## GOAL OF THE EXERCISE
Quote the entries below from the line with "pub fn open_section(&mut" through the line with "of a section", both ends included, and only those lines.

## Records drawn from a dataset
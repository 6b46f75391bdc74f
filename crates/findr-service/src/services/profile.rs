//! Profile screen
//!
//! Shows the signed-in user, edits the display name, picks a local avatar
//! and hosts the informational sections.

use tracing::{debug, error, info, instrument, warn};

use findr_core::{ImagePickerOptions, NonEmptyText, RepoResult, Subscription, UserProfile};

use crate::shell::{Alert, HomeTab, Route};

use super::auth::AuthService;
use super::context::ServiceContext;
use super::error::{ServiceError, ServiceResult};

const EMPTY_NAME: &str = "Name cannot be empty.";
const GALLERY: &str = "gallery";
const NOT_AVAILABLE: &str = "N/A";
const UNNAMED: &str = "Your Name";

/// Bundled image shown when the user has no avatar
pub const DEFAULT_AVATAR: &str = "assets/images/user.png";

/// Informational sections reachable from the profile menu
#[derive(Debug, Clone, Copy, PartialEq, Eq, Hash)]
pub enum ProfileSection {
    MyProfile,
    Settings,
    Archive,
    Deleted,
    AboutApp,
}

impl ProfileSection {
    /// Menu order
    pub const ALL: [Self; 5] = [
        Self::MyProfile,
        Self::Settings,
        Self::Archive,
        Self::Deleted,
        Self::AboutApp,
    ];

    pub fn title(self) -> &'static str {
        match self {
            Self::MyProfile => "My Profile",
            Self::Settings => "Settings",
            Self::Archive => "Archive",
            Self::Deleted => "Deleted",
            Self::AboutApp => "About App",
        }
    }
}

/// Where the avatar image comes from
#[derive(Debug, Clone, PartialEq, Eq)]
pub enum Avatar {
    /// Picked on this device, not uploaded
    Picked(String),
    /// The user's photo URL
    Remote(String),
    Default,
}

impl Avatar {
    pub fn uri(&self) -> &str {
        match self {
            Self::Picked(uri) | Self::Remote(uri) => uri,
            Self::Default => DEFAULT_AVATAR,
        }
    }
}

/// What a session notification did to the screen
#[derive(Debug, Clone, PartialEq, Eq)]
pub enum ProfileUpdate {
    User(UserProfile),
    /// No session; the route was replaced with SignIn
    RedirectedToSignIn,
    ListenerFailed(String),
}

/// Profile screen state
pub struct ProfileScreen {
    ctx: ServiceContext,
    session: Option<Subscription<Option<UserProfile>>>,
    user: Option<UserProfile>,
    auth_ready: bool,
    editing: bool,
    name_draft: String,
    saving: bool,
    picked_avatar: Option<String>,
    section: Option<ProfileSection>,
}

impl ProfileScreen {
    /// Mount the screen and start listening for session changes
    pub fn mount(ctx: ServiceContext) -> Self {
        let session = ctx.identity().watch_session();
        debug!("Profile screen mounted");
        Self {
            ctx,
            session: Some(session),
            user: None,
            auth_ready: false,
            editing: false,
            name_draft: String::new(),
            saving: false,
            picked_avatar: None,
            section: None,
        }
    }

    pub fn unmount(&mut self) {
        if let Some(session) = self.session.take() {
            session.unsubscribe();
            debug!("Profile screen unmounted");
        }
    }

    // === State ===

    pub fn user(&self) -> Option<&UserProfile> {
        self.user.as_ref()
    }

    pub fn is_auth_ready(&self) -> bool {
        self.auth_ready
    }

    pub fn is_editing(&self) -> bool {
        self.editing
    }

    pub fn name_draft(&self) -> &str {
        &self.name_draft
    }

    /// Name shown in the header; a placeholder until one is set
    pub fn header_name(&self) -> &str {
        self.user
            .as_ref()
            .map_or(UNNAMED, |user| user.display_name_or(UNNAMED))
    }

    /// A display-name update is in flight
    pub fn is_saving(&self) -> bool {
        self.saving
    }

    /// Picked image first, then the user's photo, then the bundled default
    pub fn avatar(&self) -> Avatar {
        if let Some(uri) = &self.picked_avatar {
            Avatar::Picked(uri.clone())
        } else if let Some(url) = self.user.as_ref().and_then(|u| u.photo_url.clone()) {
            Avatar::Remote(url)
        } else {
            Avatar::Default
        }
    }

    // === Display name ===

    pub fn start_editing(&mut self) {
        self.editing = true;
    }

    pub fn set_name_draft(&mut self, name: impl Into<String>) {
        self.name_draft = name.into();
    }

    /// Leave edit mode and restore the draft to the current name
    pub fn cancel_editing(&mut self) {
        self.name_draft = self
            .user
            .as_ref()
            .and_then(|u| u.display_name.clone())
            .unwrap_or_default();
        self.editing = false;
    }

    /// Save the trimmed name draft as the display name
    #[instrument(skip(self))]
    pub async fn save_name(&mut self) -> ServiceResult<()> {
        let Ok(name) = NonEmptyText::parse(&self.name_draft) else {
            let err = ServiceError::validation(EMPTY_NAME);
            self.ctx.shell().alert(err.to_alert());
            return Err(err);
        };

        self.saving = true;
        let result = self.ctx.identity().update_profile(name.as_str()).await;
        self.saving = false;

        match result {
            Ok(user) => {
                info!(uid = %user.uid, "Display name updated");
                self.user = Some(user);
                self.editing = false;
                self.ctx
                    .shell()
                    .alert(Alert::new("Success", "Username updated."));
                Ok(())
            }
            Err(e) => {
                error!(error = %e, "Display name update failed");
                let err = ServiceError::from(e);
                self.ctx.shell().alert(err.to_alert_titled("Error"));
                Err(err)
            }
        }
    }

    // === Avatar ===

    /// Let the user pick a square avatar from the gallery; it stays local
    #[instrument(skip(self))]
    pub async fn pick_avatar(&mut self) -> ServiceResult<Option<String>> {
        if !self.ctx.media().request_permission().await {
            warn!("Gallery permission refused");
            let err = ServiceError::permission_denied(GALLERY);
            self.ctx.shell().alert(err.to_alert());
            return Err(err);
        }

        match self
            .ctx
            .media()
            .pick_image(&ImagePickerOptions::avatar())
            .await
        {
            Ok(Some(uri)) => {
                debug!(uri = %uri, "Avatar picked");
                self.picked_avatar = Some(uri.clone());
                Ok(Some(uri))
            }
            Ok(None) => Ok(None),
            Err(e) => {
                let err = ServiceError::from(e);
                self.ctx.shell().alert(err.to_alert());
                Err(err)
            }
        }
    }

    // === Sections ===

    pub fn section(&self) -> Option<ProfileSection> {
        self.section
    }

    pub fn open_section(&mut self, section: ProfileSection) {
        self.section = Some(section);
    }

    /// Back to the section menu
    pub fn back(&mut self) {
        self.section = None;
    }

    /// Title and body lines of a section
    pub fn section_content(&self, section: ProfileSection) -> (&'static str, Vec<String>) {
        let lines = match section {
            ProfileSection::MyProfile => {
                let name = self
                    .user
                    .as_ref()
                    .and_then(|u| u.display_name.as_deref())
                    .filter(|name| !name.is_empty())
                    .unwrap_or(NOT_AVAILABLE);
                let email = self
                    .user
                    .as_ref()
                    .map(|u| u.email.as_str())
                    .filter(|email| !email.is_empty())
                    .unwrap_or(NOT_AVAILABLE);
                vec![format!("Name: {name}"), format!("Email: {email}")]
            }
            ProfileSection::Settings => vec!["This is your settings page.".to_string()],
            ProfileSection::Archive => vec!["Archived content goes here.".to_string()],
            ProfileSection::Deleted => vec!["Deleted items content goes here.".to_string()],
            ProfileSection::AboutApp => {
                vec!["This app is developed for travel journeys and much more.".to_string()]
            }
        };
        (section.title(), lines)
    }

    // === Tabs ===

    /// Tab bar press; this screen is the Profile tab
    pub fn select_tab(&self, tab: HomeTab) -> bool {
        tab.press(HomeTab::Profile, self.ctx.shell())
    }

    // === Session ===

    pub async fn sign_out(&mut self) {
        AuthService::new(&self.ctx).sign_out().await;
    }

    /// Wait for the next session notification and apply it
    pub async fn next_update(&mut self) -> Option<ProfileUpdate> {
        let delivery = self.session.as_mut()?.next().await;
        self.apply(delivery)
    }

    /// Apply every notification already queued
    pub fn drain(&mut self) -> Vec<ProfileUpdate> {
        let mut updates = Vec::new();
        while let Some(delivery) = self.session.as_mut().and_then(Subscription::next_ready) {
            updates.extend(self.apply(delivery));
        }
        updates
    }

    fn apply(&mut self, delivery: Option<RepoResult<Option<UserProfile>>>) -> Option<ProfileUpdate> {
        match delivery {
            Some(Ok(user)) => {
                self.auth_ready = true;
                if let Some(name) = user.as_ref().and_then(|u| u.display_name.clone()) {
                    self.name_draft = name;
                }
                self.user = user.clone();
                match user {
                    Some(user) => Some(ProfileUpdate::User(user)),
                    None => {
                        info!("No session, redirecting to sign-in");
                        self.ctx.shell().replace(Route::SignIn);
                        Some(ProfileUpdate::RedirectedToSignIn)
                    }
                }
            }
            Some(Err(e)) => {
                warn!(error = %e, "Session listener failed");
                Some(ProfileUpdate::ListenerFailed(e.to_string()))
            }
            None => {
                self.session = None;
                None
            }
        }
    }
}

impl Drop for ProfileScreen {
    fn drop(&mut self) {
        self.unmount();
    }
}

* * *

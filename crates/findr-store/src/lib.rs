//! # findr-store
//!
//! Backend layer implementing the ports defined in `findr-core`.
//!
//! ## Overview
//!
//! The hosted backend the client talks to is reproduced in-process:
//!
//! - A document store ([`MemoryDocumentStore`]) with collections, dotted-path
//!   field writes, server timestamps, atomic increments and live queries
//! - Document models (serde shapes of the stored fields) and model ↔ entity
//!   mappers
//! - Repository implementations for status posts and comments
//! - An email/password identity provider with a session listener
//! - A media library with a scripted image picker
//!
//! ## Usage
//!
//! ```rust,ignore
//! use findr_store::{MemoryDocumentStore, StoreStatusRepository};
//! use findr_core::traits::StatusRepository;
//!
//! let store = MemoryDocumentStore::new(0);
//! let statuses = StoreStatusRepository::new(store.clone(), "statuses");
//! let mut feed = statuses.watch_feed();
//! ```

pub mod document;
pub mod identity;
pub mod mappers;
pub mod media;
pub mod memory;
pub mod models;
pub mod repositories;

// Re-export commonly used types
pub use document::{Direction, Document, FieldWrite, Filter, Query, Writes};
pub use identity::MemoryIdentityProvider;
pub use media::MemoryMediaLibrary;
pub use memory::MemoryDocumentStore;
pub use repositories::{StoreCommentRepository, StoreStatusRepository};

## RESPONSE BOX
    pub fn open_section(&mut self, section: ProfileSection) {
        self.section = Some(section);
    }

    /// Back to the section menu
    pub fn back(&mut self) {
        self.section = None;
    }

    /// Title and body lines of a section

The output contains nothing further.